<<<<

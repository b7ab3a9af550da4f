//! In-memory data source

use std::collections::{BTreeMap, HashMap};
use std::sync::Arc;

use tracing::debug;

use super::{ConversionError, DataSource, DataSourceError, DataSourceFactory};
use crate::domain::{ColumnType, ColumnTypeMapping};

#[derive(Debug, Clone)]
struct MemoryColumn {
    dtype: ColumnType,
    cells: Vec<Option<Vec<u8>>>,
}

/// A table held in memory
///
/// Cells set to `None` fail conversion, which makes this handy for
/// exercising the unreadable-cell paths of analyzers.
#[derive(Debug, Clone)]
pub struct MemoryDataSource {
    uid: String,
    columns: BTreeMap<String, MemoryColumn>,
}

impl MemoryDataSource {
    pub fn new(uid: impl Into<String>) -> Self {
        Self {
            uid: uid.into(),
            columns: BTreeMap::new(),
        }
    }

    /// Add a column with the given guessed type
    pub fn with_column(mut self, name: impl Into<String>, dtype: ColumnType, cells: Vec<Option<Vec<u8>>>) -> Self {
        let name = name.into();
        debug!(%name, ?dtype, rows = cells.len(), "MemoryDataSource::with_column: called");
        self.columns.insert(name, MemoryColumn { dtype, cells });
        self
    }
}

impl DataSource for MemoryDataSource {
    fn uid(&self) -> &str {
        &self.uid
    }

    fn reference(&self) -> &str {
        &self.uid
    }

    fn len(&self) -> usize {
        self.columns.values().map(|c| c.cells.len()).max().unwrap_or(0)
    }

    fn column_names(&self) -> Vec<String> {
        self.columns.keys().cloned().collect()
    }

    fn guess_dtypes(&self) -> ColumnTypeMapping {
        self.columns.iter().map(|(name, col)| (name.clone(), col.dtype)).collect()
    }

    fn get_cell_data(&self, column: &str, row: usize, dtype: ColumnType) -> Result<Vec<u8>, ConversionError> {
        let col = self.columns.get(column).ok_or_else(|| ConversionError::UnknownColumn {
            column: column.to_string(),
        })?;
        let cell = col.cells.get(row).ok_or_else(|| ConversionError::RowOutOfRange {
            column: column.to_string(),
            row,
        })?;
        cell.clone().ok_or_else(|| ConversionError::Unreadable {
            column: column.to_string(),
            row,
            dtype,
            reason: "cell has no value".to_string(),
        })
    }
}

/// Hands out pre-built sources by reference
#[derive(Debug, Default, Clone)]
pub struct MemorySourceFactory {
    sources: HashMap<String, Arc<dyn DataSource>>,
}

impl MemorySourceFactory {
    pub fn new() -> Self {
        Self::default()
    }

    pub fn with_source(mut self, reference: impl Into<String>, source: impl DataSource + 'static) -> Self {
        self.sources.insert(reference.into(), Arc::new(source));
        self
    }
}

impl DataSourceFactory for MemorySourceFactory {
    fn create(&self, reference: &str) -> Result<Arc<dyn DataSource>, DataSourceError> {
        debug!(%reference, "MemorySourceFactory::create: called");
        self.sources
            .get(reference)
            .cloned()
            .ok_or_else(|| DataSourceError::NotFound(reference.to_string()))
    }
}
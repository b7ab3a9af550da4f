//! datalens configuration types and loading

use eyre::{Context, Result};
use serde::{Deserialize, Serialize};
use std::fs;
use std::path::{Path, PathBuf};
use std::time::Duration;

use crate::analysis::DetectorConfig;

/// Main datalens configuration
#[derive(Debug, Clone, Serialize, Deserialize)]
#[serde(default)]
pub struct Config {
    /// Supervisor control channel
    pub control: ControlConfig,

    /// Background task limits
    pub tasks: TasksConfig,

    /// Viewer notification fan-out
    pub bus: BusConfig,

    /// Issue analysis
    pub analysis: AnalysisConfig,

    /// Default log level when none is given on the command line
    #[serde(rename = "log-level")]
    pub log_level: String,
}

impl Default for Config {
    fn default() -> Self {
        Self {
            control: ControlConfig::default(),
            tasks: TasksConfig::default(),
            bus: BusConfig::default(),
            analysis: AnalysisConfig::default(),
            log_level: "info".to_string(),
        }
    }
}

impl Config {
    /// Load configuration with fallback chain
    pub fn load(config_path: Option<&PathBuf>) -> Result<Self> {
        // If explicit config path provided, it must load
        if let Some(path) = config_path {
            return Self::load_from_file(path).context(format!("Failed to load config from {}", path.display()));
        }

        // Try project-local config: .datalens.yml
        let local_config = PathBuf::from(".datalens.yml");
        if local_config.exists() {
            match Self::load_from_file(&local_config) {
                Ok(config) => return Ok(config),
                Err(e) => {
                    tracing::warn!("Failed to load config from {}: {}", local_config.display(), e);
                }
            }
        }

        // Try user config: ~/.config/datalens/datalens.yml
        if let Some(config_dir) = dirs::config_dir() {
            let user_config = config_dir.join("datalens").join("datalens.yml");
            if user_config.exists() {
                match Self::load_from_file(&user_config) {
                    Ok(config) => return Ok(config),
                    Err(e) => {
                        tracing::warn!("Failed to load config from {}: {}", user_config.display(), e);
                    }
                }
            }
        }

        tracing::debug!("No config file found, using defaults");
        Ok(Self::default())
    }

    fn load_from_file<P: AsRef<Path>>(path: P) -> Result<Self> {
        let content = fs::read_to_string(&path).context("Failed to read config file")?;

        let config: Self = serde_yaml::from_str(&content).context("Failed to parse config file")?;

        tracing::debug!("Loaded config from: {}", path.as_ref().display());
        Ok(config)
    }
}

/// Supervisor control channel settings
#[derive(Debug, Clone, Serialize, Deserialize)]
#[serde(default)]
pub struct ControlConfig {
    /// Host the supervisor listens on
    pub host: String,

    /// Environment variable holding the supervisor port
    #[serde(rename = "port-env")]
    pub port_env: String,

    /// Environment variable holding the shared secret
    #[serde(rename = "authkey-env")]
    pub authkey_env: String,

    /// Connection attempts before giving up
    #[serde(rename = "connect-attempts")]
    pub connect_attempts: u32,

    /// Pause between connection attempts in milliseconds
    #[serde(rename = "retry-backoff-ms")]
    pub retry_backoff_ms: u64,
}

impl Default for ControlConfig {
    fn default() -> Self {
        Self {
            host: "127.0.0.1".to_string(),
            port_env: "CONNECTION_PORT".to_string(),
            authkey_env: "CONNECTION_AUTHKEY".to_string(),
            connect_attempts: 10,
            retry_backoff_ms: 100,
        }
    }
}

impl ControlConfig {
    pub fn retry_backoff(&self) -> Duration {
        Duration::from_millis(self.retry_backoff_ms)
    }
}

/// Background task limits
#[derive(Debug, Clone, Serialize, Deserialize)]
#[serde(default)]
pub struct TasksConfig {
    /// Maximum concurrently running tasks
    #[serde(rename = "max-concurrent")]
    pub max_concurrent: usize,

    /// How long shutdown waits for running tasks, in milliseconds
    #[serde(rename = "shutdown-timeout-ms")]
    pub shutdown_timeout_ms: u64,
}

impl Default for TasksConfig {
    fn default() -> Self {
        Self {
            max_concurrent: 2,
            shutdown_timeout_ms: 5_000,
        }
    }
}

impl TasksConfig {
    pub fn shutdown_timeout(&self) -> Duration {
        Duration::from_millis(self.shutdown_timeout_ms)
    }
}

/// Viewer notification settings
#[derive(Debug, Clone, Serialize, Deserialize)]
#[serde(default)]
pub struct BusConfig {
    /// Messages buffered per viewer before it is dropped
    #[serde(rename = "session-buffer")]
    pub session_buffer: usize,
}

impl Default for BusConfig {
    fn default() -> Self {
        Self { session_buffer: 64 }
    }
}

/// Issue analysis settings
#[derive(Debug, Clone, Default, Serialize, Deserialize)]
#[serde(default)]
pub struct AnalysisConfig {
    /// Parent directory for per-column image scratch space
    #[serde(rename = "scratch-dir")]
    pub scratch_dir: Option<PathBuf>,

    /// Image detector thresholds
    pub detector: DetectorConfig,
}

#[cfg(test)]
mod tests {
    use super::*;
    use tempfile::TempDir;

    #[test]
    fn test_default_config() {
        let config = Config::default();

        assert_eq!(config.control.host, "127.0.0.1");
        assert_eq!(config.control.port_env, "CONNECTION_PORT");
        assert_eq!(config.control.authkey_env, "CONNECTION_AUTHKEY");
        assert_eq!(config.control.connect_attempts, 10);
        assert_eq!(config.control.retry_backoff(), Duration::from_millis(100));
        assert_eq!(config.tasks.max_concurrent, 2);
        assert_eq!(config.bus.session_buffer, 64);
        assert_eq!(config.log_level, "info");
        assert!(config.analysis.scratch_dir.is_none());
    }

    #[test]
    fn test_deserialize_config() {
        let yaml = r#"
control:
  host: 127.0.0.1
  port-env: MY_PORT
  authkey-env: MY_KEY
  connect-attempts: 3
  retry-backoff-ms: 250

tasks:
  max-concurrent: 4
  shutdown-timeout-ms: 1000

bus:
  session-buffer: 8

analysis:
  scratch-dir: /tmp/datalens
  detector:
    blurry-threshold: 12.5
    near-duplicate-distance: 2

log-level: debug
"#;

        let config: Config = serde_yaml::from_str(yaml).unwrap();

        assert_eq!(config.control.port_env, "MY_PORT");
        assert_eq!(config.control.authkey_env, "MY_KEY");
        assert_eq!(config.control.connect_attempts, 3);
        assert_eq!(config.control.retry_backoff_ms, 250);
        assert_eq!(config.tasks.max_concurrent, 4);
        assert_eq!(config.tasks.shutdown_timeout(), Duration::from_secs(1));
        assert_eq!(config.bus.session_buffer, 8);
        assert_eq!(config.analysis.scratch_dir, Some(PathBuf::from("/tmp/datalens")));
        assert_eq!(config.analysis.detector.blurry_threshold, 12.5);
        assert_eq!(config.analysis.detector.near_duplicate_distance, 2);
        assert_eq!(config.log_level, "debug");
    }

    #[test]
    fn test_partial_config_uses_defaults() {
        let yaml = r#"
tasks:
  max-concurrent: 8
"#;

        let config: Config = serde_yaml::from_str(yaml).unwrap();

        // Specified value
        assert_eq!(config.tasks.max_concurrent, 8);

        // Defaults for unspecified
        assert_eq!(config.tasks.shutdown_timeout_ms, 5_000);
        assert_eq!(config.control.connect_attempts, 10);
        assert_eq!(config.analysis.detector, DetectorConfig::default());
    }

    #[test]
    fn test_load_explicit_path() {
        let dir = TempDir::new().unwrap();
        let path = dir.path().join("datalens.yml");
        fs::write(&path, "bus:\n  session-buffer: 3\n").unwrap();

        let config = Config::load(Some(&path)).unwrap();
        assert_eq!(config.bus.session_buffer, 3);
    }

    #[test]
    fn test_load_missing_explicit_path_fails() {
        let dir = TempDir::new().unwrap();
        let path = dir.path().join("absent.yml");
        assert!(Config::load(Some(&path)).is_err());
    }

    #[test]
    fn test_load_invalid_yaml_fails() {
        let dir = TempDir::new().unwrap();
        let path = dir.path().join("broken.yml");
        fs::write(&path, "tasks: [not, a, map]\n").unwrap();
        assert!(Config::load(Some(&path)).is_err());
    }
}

>>>>

Scan the material for "settings" and copy the lines that hold it.

### [RESULT OF THE TASK]
/// Supervisor control channel settings
/// Viewer notification settings
/// Issue analysis settings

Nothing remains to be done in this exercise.